A further complication is that Delta largely seems to bypass immunity that might be conferred by a previous infection, said Samuel Alizon, a biologist specialized in infectious disease modelling.

“We can’t really rely on natural immunity anymore,” he told AFP.

Members of the public receive a dose of a COVID-19 Pfizer vaccine inside a temporary vaccination center set up a the Emirates Stadium, home to Arsenal football club, in north London on June 25, 2021 (DANIEL LEAL-OLIVAS / AFP)

With large numbers of younger people remaining unvaccinated, tough measures may have to be reintroduced to stop the spread, even in nations where large-scale vaccine roll-outs had held out the promise of reopening.

In Europe, the ECDC warned that any further relaxation of containment measures would risk a surge in new cases across age groups.

Some countries, such as Israel and Australia, have already announced a return to certain restrictions.
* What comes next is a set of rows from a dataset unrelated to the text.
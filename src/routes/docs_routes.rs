use axum::{Router, routing::get};
use crate::{AppState, controllers::docs_controller};

pub fn add_routes(router: Router<AppState>) -> Router<AppState> {
    router.route("/api-docs/openapi.json", get(docs_controller::get_openapi))
}
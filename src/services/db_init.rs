use mongodb::{bson::doc, Database, IndexModel};

use crate::error::StoreError;

use super::mongo_store::{ALERTS, PRICES};

pub async fn ensure_indexes(db: &Database) -> Result<(), StoreError> {
    // prices: latest-per-chain lookups and hourly window scans
    {
        let col = db.collection::<mongodb::bson::Document>(PRICES);
        let model = IndexModel::builder()
            .keys(doc! { "chain": 1, "timestamp": -1 })
            .build();

        col.create_index(model, None).await?;
    }

    // prices: global newest-first pagination
    {
        let col = db.collection::<mongodb::bson::Document>(PRICES);
        let model = IndexModel::builder().keys(doc! { "timestamp": -1 }).build();

        col.create_index(model, None).await?;
    }

    // alerts: helpful for threshold scan (triggered + chain)
    {
        let col = db.collection::<mongodb::bson::Document>(ALERTS);
        let model = IndexModel::builder()
            .keys(doc! { "triggered": 1, "chain": 1 })
            .build();

        col.create_index(model, None).await?;
    }

    Ok(())
}
pub mod alert;
pub mod price;
pub mod token;

pub use alert::{Alert, AlertView, CreateAlertPayload};
pub use price::{HourlyPrice, PricePage, PriceTick, PriceTickView};
pub use token::{chain_key, tracked_chains, Token, TRACKED_TOKENS};
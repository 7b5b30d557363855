use std::sync::Arc;

use async_trait::async_trait;
use lettre::{
    message::{header::ContentType, Mailbox},
    transport::smtp::authentication::Credentials,
    AsyncSmtpTransport, AsyncTransport, Message, Tokio1Executor,
};
use serde_json::json;

use crate::{config::MailSettings, error::NotifyError, templates::Hbs};

#[derive(Debug, Clone, PartialEq)]
pub struct Mail {
    pub subject: String,
    pub body: String,
}

#[async_trait]
pub trait Notifier: Send + Sync {
    async fn send(&self, to: &str, mail: &Mail) -> Result<(), NotifyError>;
}

pub fn build_notifier(settings: &MailSettings) -> Result<Arc<dyn Notifier>, NotifyError> {
    match &settings.host {
        Some(host) => {
            tracing::info!("email notifications via smtp://{}:{}", host, settings.port);
            Ok(Arc::new(SmtpMailer::new(host, settings)?))
        }
        None => {
            tracing::info!("email notifications disabled (no EMAIL_HOST), logging instead");
            Ok(Arc::new(LogNotifier))
        }
    }
}

fn mailbox(addr: &str) -> Result<Mailbox, NotifyError> {
    addr.parse::<Mailbox>()
        .map_err(|e| NotifyError::Address(format!("{addr}: {e}")))
}

pub struct SmtpMailer {
    transport: AsyncSmtpTransport<Tokio1Executor>,
    from: Mailbox,
}

impl SmtpMailer {
    pub fn new(host: &str, settings: &MailSettings) -> Result<Self, NotifyError> {
        let mut builder = AsyncSmtpTransport::<Tokio1Executor>::starttls_relay(host)
            .map_err(|e| NotifyError::Transport(e.to_string()))?
            .port(settings.port);

        if !settings.user.is_empty() {
            builder = builder.credentials(Credentials::new(
                settings.user.clone(),
                settings.pass.clone(),
            ));
        }

        Ok(Self {
            transport: builder.build(),
            from: mailbox(&settings.from)?,
        })
    }
}

#[async_trait]
impl Notifier for SmtpMailer {
    async fn send(&self, to: &str, mail: &Mail) -> Result<(), NotifyError> {
        let message = Message::builder()
            .from(self.from.clone())
            .to(mailbox(to)?)
            .subject(mail.subject.clone())
            .header(ContentType::TEXT_PLAIN)
            .body(mail.body.clone())
            .map_err(|e| NotifyError::Transport(e.to_string()))?;

        self.transport
            .send(message)
            .await
            .map_err(|e| NotifyError::Transport(e.to_string()))?;

        Ok(())
    }
}

pub struct LogNotifier;

#[async_trait]
impl Notifier for LogNotifier {
    async fn send(&self, to: &str, mail: &Mail) -> Result<(), NotifyError> {
        tracing::info!(to, subject = %mail.subject, "email (not sent):\n{}", mail.body);
        Ok(())
    }
}

pub fn threshold_alert_mail(
    hbs: &Hbs,
    chain: &str,
    target_price: f64,
    current_price: f64,
) -> Result<Mail, NotifyError> {
    let body = hbs.render(
        "mail/threshold_alert",
        &json!({
            "chain": chain,
            "target_price": target_price.to_string(),
            "current_price": current_price.to_string(),
        }),
    )?;

    Ok(Mail {
        subject: format!("Price Alert: {chain} reached ${target_price}"),
        body,
    })
}

pub fn spike_alert_mail(
    hbs: &Hbs,
    chain: &str,
    old_price: f64,
    new_price: f64,
    increase_pct: f64,
) -> Result<Mail, NotifyError> {
    let increase = format!("{increase_pct:.2}");
    let body = hbs.render(
        "mail/spike_alert",
        &json!({
            "chain": chain,
            "increase": increase,
            "old_price": format!("{old_price:.2}"),
            "new_price": format!("{new_price:.2}"),
        }),
    )?;

    Ok(Mail {
        subject: format!("Price Alert: {chain} Price Increased by {increase}%"),
        body,
    })
}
Israel on Friday reintroduced an indoor mask mandate outside one’s own residence.

Awoman gets her second COVID-19 vaccination dose at a vaccination clinic in South Los Angeles on June 25, 2021 in Los Angeles, California (MARIO TAMA / GETTY IMAGES NORTH AMERICA / Getty Images via AFP)

“Our goal is to end it,” said Israeli Prime Minister Naftali Bennett, “to take a bucket of water and pour it on the fire when the fire is still small.”